В одну из поездок на Урал я познакомился с полковником, который более тридцати лет проработал в лагерях и воровской закон знает лучше любого блатного. Он вполне серьезно говорил мне, что с блатными работать гораздо легче, спокойнее, чем с обыкновенными, да еще нынешними, зеками, составляющими «какой-то непонятный сброд».
— Понимаете, поведение блатного в общем-то предсказуемо, поддается анализу, — объяснял полковник. — Поэтому хотя бы в целом знаешь, что может случиться в зоне завтра. У них спонтанные выходки — исключение. А сейчас?… — Полковник даже вздыхал, искренне, наверно, тоскуя по тем былым временам, когда вор в законе вовсе не был редкостью в лагере[31]
.— Сейчас никакого покою! Каждое мгновение что-то может случиться. На днях произошло убийство. По существу, немотивированное убийство, его невозможно было предугадать и предотвратить. Один зек убил другого топором только за то, что тот назвал его козлом…— За козла, — возразил я, — убивали и раньше.
— А вы слышали, чтобы блатной блатного назвал козлом? То-то и оно. А если между собой цапается «шушера», блатной не допустит «мокроты». Или вот еще недавно дело было. Взбунтовалась бригада, отказывается работать. В прежние времена быстренько нашли бы способ заставить. Слышали: «Вологодский конвой шуток не имеет». А теперь другие времена, силу не применишь, об оружии и говорить нечего, хотя дело было не в зоне[32]
, а на лесосеке. И зеки это прекрасно знают.
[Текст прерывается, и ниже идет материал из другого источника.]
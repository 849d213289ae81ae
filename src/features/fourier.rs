//! Fourier seasonality terms.

use super::FeatureColumns;
use crate::error::{ForecastError, Result};
use chrono::{DateTime, Utc};
use serde::{Deserialize, Serialize};
use std::f64::consts::PI;

const MILLIS_PER_DAY: f64 = 86_400_000.0;

/// Fourier term settings: periods in days and the number of harmonics.
#[derive(Debug, Clone, PartialEq, Serialize, Deserialize)]
pub struct FourierSpec {
    #[serde(default = "default_periods")]
    pub periods: Vec<f64>,
    #[serde(default = "default_order")]
    pub k: usize,
}

fn default_periods() -> Vec<f64> {
    vec![7.0, 365.25]
}

fn default_order() -> usize {
    5
}

impl Default for FourierSpec {
    fn default() -> Self {
        Self {
            periods: default_periods(),
            k: default_order(),
        }
    }
}

/// Sine and cosine terms for each period (in days) and harmonic `1..=k`.
///
/// `t` is the fractional number of days since the earliest timestamp of
/// the batch. Columns are named `fourier_sin_{P}_{k}` and
/// `fourier_cos_{P}_{k}`, grouped by period, sine before cosine.
pub fn fourier_features(
    timestamps: &[DateTime<Utc>],
    periods: &[f64],
    k: usize,
) -> Result<FeatureColumns> {
    if k == 0 {
        return Err(ForecastError::Configuration(
            "fourier order k must be at least 1".to_string(),
        ));
    }
    if let Some(p) = periods.iter().find(|p| !p.is_finite() || **p <= 0.0) {
        return Err(ForecastError::Configuration(format!(
            "fourier period must be positive, got {p}"
        )));
    }
    let origin = timestamps
        .iter()
        .min()
        .copied()
        .ok_or_else(|| ForecastError::Data("no timestamps to anchor fourier terms".to_string()))?;

    let t: Vec<f64> = timestamps
        .iter()
        .map(|ts| (*ts - origin).num_milliseconds() as f64 / MILLIS_PER_DAY)
        .collect();

    let mut columns = Vec::with_capacity(periods.len() * k * 2);
    for &period in periods {
        let label = format_period(period);
        for harmonic in 1..=k {
            let omega = 2.0 * PI * harmonic as f64 / period;
            columns.push((
                format!("fourier_sin_{label}_{harmonic}"),
                t.iter().map(|x| (omega * x).sin()).collect(),
            ));
            columns.push((
                format!("fourier_cos_{label}_{harmonic}"),
                t.iter().map(|x| (omega * x).cos()).collect(),
            ));
        }
    }
    Ok(columns)
}

/// Shortest float rendering: `7`, `365.25`.
pub fn format_period(period: f64) -> String {
    format!("{period}")
}

#[cfg(test)]
mod tests {
    use super::*;
    use approx::assert_relative_eq;
    use chrono::{Duration, TimeZone};

    fn days(n: usize) -> Vec<DateTime<Utc>> {
        let start = Utc.with_ymd_and_hms(2024, 1, 1, 0, 0, 0).unwrap();
        (0..n).map(|i| start + Duration::days(i as i64)).collect()
    }

    #[test]
    fn weekly_two_harmonics_shape() {
        let cols = fourier_features(&days(14), &[7.0], 2).unwrap();
        let names: Vec<&str> = cols.iter().map(|(n, _)| n.as_str()).collect();
        assert_eq!(
            names,
            vec!["fourier_sin_7_1", "fourier_cos_7_1", "fourier_sin_7_2", "fourier_cos_7_2"]
        );
        for (_, values) in &cols {
            assert_eq!(values.len(), 14);
            assert!(values.iter().all(|v| (-1.0..=1.0).contains(v)));
        }
        // one full period later the terms repeat
        assert_relative_eq!(cols[0].1[0], cols[0].1[7], epsilon = 1e-12);
        assert_relative_eq!(cols[1].1[0], 1.0);
    }

    #[test]
    fn depends_only_on_timestamp_set() {
        let mut ts = days(10);
        let forward = fourier_features(&ts, &[365.25], 1).unwrap();
        ts.reverse();
        let backward = fourier_features(&ts, &[365.25], 1).unwrap();
        assert_eq!(forward[0].0, "fourier_sin_365.25_1");
        for i in 0..10 {
            assert_relative_eq!(forward[0].1[i], backward[0].1[9 - i], epsilon = 1e-12);
        }
    }

    #[test]
    fn spec_defaults() {
        let spec: FourierSpec = serde_yaml::from_str("k: 3").unwrap();
        assert_eq!(spec.periods, vec![7.0, 365.25]);
        assert_eq!(spec.k, 3);
        assert_eq!(FourierSpec::default().k, 5);
    }

    #[test]
    fn invalid_inputs() {
        assert!(fourier_features(&[], &[7.0], 1).unwrap_err().is_data());
        assert!(fourier_features(&days(3), &[7.0], 0).unwrap_err().is_configuration());
        assert!(fourier_features(&days(3), &[-1.0], 1).unwrap_err().is_configuration());
        assert!(fourier_features(&days(3), &[f64::NAN], 1).unwrap_err().is_configuration());
    }
}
Я сам выехал на место, долго уговаривал приступить к работе, пообещал доложить об их требованиях — они требовали восьмичасового рабочего дня! — и вызвать прокурора. А они стоят, вернее — сидят на своем: подай им немедленно начальника УМЗа[33] или прокурора прямо сюда. Что прикажете делать?.. Подскочил я в колонию особого режима, благо рядом, вывел одного старого блатного, который еще Беломорканал помнит, и привез на лесосеку… Поднялась моя бунтующая бригада! Как миленькие взялись за пилы и топоры и дали план. А то, понимаешь, сидят и хором мне поют: «Вот и все, работать мы не будем. Топоры и пилы не для нас…» — Тут полковник улыбнулся. Ему, должно быть, и в самом деле смешно было вспоминать этот случай и этих зеков, не подозревающих, какая дополнительная власть есть у «гражданина начальника» в лице старика блатного, помнящего ББК, прошедшего Колыму и Соловки, для которого «тряхнуть стариной» ввиду скорой смерти и показать свою былую силу и власть — уже радость, как бы продление бытия.Но каков же авторитет настоящих, «корневых» блатных, если бригада подчинилась бессильному старику!..
Воистину страх перед властью, даже бывшей, сильнее рассудка. Ведь старый вор доживал в другой зоне и никакой связи с внешним миром, хотя бы и лагерным, не имел.
— И на каких же условиях вы договорились с этим мастодонтом? — спросил я полковника.